- **ABOUT THIS EXERCISE**: From the records below, take each line where the string "struct" shows up and copy it.

- **PROVIDED DATA**:
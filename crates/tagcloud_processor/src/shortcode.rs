/*
SPDX-License-Identifier: MPL-2.0
SPDX-FileCopyrightText: © 2023-2026 Bruce D'Arcus
*/

//! The embeddable tag cloud shortcode.
//!
//! Unlike [`Processor::generate`], the shortcode fetches its own tags: it
//! asks a [`TagSource`] for the most used tags, points each one at a link
//! from a [`LinkResolver`], and then renders them with the regular pipeline
//! (which re-sorts the top tags by the configured key).

use crate::error::ProcessorError;
use crate::processor::{natural_cmp, Processor};
use crate::render::html::Html;
use crate::render::{template, CloudOutput, Markup};
use tagcloud_core::{LinkMode, Order, OrderBy, ShortcodeArgs, Tag};
use tracing::{debug, warn};

/// Parameters for a tag lookup.
#[derive(Debug, Clone, Copy)]
pub struct TagQuery<'a> {
    pub taxonomy: &'a str,
    /// Sources that track post types may restrict to it.
    pub post_type: &'a str,
    pub include: &'a [u64],
    pub exclude: &'a [u64],
    /// 0 means unlimited.
    pub limit: usize,
    pub orderby: OrderBy,
    pub order: Order,
}

/// Where tags come from.
pub trait TagSource {
    fn query(&self, query: &TagQuery<'_>) -> Result<Vec<Tag>, ProcessorError>;
}

impl TagSource for [Tag] {
    fn query(&self, query: &TagQuery<'_>) -> Result<Vec<Tag>, ProcessorError> {
        let mut tags: Vec<Tag> = self
            .iter()
            .filter(|t| t.taxonomy.as_deref().map_or(true, |tx| tx == query.taxonomy))
            .filter(|t| {
                query.include.is_empty() || t.id.is_some_and(|id| query.include.contains(&id))
            })
            .filter(|t| t.id.map_or(true, |id| !query.exclude.contains(&id)))
            .cloned()
            .collect();

        tags.sort_by(|a, b| {
            let cmp = match query.orderby {
                OrderBy::Name => natural_cmp(&a.name, &b.name),
                OrderBy::Count => a.count.cmp(&b.count),
            };
            if query.order == Order::Desc {
                cmp.reverse()
            } else {
                cmp
            }
        });

        if query.limit > 0 {
            tags.truncate(query.limit);
        }
        Ok(tags)
    }
}

impl TagSource for Vec<Tag> {
    fn query(&self, query: &TagQuery<'_>) -> Result<Vec<Tag>, ProcessorError> {
        self.as_slice().query(query)
    }
}

/// Resolves the link a tag points at.
pub trait LinkResolver {
    fn view_link(&self, tag: &Tag) -> Result<String, ProcessorError>;
    fn edit_link(&self, tag: &Tag, post_type: &str) -> Result<String, ProcessorError>;
}

/// Links built from `{slug}`, `{name}`, `{id}`, `{taxonomy}` and
/// `{post_type}` templates.
#[derive(Debug, Clone, PartialEq, Eq)]
pub struct LinkPatterns {
    pub view: String,
    pub edit: String,
}

impl Default for LinkPatterns {
    fn default() -> Self {
        Self {
            view: "/tag/{slug}/".to_string(),
            edit: "/admin/tags/{id}/edit?taxonomy={taxonomy}&post_type={post_type}".to_string(),
        }
    }
}

impl LinkPatterns {
    fn fill(&self, pattern: &str, tag: &Tag, post_type: &str) -> String {
        template::expand(pattern, |key| match key {
            "slug" => Some(tag.slug.clone()),
            "name" => Some(tag.name.clone()),
            "id" => tag.id.map(|id| id.to_string()),
            "taxonomy" => Some(
                tag.taxonomy
                    .clone()
                    .unwrap_or_else(|| ShortcodeArgs::DEFAULT_TAXONOMY.to_string()),
            ),
            "post_type" => Some(post_type.to_string()),
            _ => None,
        })
    }
}

impl LinkResolver for LinkPatterns {
    fn view_link(&self, tag: &Tag) -> Result<String, ProcessorError> {
        if tag.slug.is_empty() && self.view.contains("{slug}") {
            return Err(ProcessorError::Link(tag.name.clone()));
        }
        Ok(self.fill(&self.view, tag, ""))
    }

    fn edit_link(&self, tag: &Tag, post_type: &str) -> Result<String, ProcessorError> {
        if tag.id.is_none() && self.edit.contains("{id}") {
            return Err(ProcessorError::Link(tag.name.clone()));
        }
        Ok(self.fill(&self.edit, tag, post_type))
    }
}

impl Processor {
    /// Render the shortcode as HTML.
    pub fn shortcode(
        &self,
        args: &ShortcodeArgs,
        source: &dyn TagSource,
        links: &dyn LinkResolver,
    ) -> Option<CloudOutput> {
        self.shortcode_with::<Html>(args, source, links)
    }

    /// Render the shortcode with the given markup.
    ///
    /// Returns `None` when the source fails or finds nothing, or when any
    /// tag's link cannot be resolved.
    pub fn shortcode_with<F: Markup>(
        &self,
        args: &ShortcodeArgs,
        source: &dyn TagSource,
        links: &dyn LinkResolver,
    ) -> Option<CloudOutput> {
        let options = args.cloud_options();
        let query = TagQuery {
            taxonomy: args.taxonomy(),
            post_type: args.post_type(),
            include: &args.include,
            exclude: &args.exclude,
            limit: options.number,
            // Always query the top tags.
            orderby: OrderBy::Count,
            order: Order::Desc,
        };

        let mut tags = match source.query(&query) {
            Ok(tags) => tags,
            Err(e) => {
                warn!(error = %e, "tag query failed");
                return None;
            }
        };
        if tags.is_empty() {
            debug!(taxonomy = query.taxonomy, "no tags found");
            return None;
        }

        for tag in &mut tags {
            let link = match args.link_mode() {
                LinkMode::View => links.view_link(tag),
                LinkMode::Edit => links.edit_link(tag, args.post_type()),
            };
            match link {
                Ok(url) => tag.url = url,
                Err(e) => {
                    warn!(error = %e, "link resolution failed");
                    return None;
                }
            }
        }

        let output = self.generate_with::<F>(&tags, &options);
        Some(self.hooks.apply_shortcode_output(output, args))
    }
}
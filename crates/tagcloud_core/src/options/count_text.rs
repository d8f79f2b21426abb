/*
SPDX-License-Identifier: MPL-2.0
SPDX-FileCopyrightText: © 2023-2026 Bruce D'Arcus
*/

//! Count-text callbacks.

use super::TagCloudOptions;
use crate::tag::Tag;
#[cfg(feature = "schema")]
use schemars::JsonSchema;
use serde::{Deserialize, Serialize};
use std::fmt;
use std::sync::Arc;

type CountTextFnInner = dyn Fn(u64, &Tag, &TagCloudOptions) -> String + Send + Sync;

/// A caller-supplied function producing the count text for one tag.
///
/// Receives the tag's raw count, the tag itself and the resolved options.
/// Its return value is used verbatim.
#[derive(Clone)]
pub struct CountTextFn(pub Arc<CountTextFnInner>);

impl CountTextFn {
    pub fn new(f: impl Fn(u64, &Tag, &TagCloudOptions) -> String + Send + Sync + 'static) -> Self {
        Self(Arc::new(f))
    }

    pub fn call(&self, count: u64, tag: &Tag, options: &TagCloudOptions) -> String {
        (self.0)(count, tag, options)
    }
}

impl fmt::Debug for CountTextFn {
    fn fmt(&self, f: &mut fmt::Formatter<'_>) -> fmt::Result {
        f.write_str("CountTextFn(..)")
    }
}

impl PartialEq for CountTextFn {
    fn eq(&self, other: &Self) -> bool {
        Arc::ptr_eq(&self.0, &other.0)
    }
}

/// How the count text is produced when no explicit template pair is given.
#[derive(Debug, Default, Clone, PartialEq, Serialize, Deserialize)]
#[cfg_attr(feature = "schema", derive(JsonSchema))]
#[serde(from = "String", rename_all = "kebab-case")]
pub enum CountTextCallback {
    /// The built-in "%s item" / "%s items" templates.
    /// Registered as `default_topic_count_text`.
    #[default]
    Default,
    #[serde(skip)]
    #[cfg_attr(feature = "schema", schemars(skip))]
    Custom(CountTextFn),
}

impl CountTextCallback {
    pub const DEFAULT_NAME: &'static str = "default_topic_count_text";

    pub fn custom(
        f: impl Fn(u64, &Tag, &TagCloudOptions) -> String + Send + Sync + 'static,
    ) -> Self {
        CountTextCallback::Custom(CountTextFn::new(f))
    }
}

impl From<String> for CountTextCallback {
    fn from(_name: String) -> Self {
        // Named callbacks cannot be resolved from configuration; only the
        // registered default is addressable by name.
        CountTextCallback::Default
    }
}
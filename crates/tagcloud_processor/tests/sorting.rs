/*
SPDX-License-Identifier: MPL-2.0
SPDX-FileCopyrightText: © 2023-2026 Bruce D'Arcus
*/

mod common;
use common::*;

use tagcloud_core::{Order, OrderBy, TagCloudArgs, TagCloudOptions};

#[test]
fn test_name_ascending_and_descending() {
    let tags = make_tags(&[("zebra", 1), ("apple", 2), ("mango", 3)]);

    let asc = records(&tags, &TagCloudOptions::default());
    assert_eq!(names(&asc), vec!["apple", "mango", "zebra"]);

    let desc = records(
        &tags,
        &TagCloudOptions {
            order: Order::Desc,
            ..Default::default()
        },
    );
    assert_eq!(names(&desc), vec!["zebra", "mango", "apple"]);
}

#[test]
fn test_count_sort_is_stable() {
    let tags = make_tags(&[("d", 2), ("c", 1), ("b", 2), ("a", 1)]);
    let options = TagCloudOptions {
        orderby: OrderBy::Count,
        ..Default::default()
    };
    assert_eq!(names(&records(&tags, &options)), vec!["c", "a", "d", "b"]);
}

#[test]
fn test_name_sort_is_stable() {
    let tags = make_tags(&[("Apple", 1), ("apple", 2), ("APPLE", 3)]);

    let asc = records(&tags, &TagCloudOptions::default());
    assert_eq!(names(&asc), vec!["Apple", "apple", "APPLE"]);

    let desc = records(
        &tags,
        &TagCloudOptions {
            order: Order::Desc,
            ..Default::default()
        },
    );
    assert_eq!(names(&desc), vec!["APPLE", "apple", "Apple"]);
}

#[test]
fn test_name_sort_is_natural() {
    let tags = make_tags(&[("tag10", 1), ("Tag2", 1), ("tag1", 1)]);
    assert_eq!(
        names(&records(&tags, &TagCloudOptions::default())),
        vec!["tag1", "Tag2", "tag10"]
    );
}

#[test]
fn test_number_truncates_after_sorting() {
    let specs: Vec<(String, u64)> = (1..=10).map(|i| (format!("t{:02}", i), i)).collect();
    let specs: Vec<(&str, u64)> = specs.iter().map(|(n, c)| (n.as_str(), *c)).collect();
    let tags = make_tags(&specs);
    let options = TagCloudOptions {
        number: 3,
        orderby: OrderBy::Count,
        order: Order::Desc,
        ..Default::default()
    };
    let out = records(&tags, &options);
    assert_eq!(names(&out), vec!["t10", "t09", "t08"]);
    // Sizes span only the survivors.
    assert_eq!(out[0].font_size, 30.0);
    assert_eq!(out[2].font_size, 12.0);
}

#[test]
fn test_random_order_keeps_every_tag() {
    let tags = make_tags(&[("a", 1), ("b", 2), ("c", 3), ("d", 4)]);
    let options = TagCloudOptions {
        order: Order::Rand,
        ..Default::default()
    };
    let mut shuffled = names(&records(&tags, &options));
    shuffled.sort();
    assert_eq!(shuffled, vec!["a", "b", "c", "d"]);
}

#[test]
fn test_seeded_order_is_reproducible() {
    let specs: Vec<(String, u64)> = (0..30).map(|i| (format!("tag{}", i), i)).collect();
    let specs: Vec<(&str, u64)> = specs.iter().map(|(n, c)| (n.as_str(), *c)).collect();
    let tags = make_tags(&specs);
    let args: TagCloudArgs = serde_yaml::from_str("order: RAND\nseed: 42\n").unwrap();
    let options = args.resolve();
    assert_eq!(names(&records(&tags, &options)), names(&records(&tags, &options)));
}

#[test]
fn test_unknown_enum_values_fall_back() {
    let tags = make_tags(&[("b", 1), ("a", 5)]);
    let args: TagCloudArgs =
        serde_yaml::from_str("orderby: popularity\norder: sideways\n").unwrap();
    let options = args.resolve();
    assert_eq!(options.orderby, OrderBy::Count);
    assert_eq!(options.order, Order::Asc);
    assert_eq!(names(&records(&tags, &options)), vec!["b", "a"]);
}
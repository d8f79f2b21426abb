/*
SPDX-License-Identifier: MPL-2.0
SPDX-FileCopyrightText: © 2023-2026 Bruce D'Arcus
*/

//! Tag Cloud Processor
//!
//! This crate turns a list of tags with usage counts into a tag cloud: each
//! tag becomes a link whose font size grows with its count. Output can be a
//! flat string, an HTML list, or an array of link strings, and every stage
//! of generation can be intercepted through [`Hooks`].
//!
//! # Example
//!
//! ```rust
//! use tagcloud_processor::{generate_tag_cloud, CloudOutput};
//! use tagcloud_core::{Tag, TagCloudArgs};
//!
//! let tags = vec![
//!     Tag::new(1, "rust", 10).with_url("/tag/rust/"),
//!     Tag::new(2, "go", 1).with_url("/tag/go/"),
//! ];
//!
//! let args: TagCloudArgs = serde_yaml::from_str("format: array").unwrap();
//! let cloud = generate_tag_cloud(&tags, args);
//!
//! // Sorted by name: the rarest tag gets the smallest size.
//! let links = cloud.as_links().unwrap();
//! assert_eq!(links.len(), 2);
//! assert!(links[0].contains(">go</a>"));
//! assert!(links[0].contains("font-size: 12pt;"));
//! assert!(links[1].contains("font-size: 30pt;"));
//! ```

pub mod error;
pub mod hooks;
pub mod io;
pub mod processor;
pub mod render;
pub mod shortcode;

pub use error::ProcessorError;
pub use hooks::Hooks;
pub use processor::{generate_tag_cloud, Processor};
pub use render::html::Html;
pub use render::plain::PlainText;
pub use render::{CloudOutput, Markup, TagData};
pub use shortcode::{LinkPatterns, LinkResolver, TagQuery, TagSource};
/*
SPDX-License-Identifier: MPL-2.0
SPDX-FileCopyrightText: © 2023-2026 Bruce D'Arcus
*/

use std::fs;
use std::path::Path;

use indexmap::IndexMap;
use serde::de::DeserializeOwned;
use serde::Deserialize;
use tagcloud_core::tag::slugify;
use tagcloud_core::{ShortcodeArgs, Tag, TagCloudArgs};

use crate::ProcessorError;

/// The shapes a tag file may take.
#[derive(Deserialize)]
#[serde(untagged)]
enum InputTags {
    List(Vec<Tag>),
    Wrapped { tags: Vec<Tag> },
    /// Keyed by slug.
    Keyed(IndexMap<String, Tag>),
}

impl From<InputTags> for Vec<Tag> {
    fn from(input: InputTags) -> Self {
        match input {
            InputTags::List(tags) | InputTags::Wrapped { tags } => tags,
            InputTags::Keyed(map) => map
                .into_iter()
                .map(|(key, mut tag)| {
                    if tag.slug.is_empty() {
                        tag.slug = key;
                    }
                    tag
                })
                .collect(),
        }
    }
}

/// Parse `bytes` as JSON or YAML, picked by extension (YAML by default).
fn parse<T: DeserializeOwned>(path: &Path, bytes: &[u8]) -> Result<T, ProcessorError> {
    let ext = path.extension().and_then(|e| e.to_str()).unwrap_or("yaml");
    match ext {
        "json" => serde_json::from_slice(bytes)
            .map_err(|e| ProcessorError::ParseError("JSON".to_string(), e.to_string())),
        _ => {
            let content = String::from_utf8_lossy(bytes);
            serde_yaml::from_str(&content)
                .map_err(|e| ProcessorError::ParseError("YAML".to_string(), e.to_string()))
        }
    }
}

/// Load tags from a file.
///
/// Accepts a list of tags, a `tags:` mapping wrapping that list, or a map
/// keyed by slug. Tags without a slug get one from their name.
pub fn load_tags(path: &Path) -> Result<Vec<Tag>, ProcessorError> {
    let bytes = fs::read(path)?;
    let input: InputTags = parse(path, &bytes)?;
    let mut tags: Vec<Tag> = input.into();
    for tag in &mut tags {
        if tag.slug.is_empty() {
            tag.slug = slugify(&tag.name);
        }
    }
    Ok(tags)
}

/// Load tag cloud arguments from a file.
pub fn load_args(path: &Path) -> Result<TagCloudArgs, ProcessorError> {
    let bytes = fs::read(path)?;
    parse(path, &bytes)
}

/// Load shortcode arguments from a file.
pub fn load_shortcode_args(path: &Path) -> Result<ShortcodeArgs, ProcessorError> {
    let bytes = fs::read(path)?;
    parse(path, &bytes)
}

- **RESPONSE**:
pub struct TagQuery<'a> {
pub struct LinkPatterns {
pub struct CountTextFn(pub Arc<CountTextFnInner>);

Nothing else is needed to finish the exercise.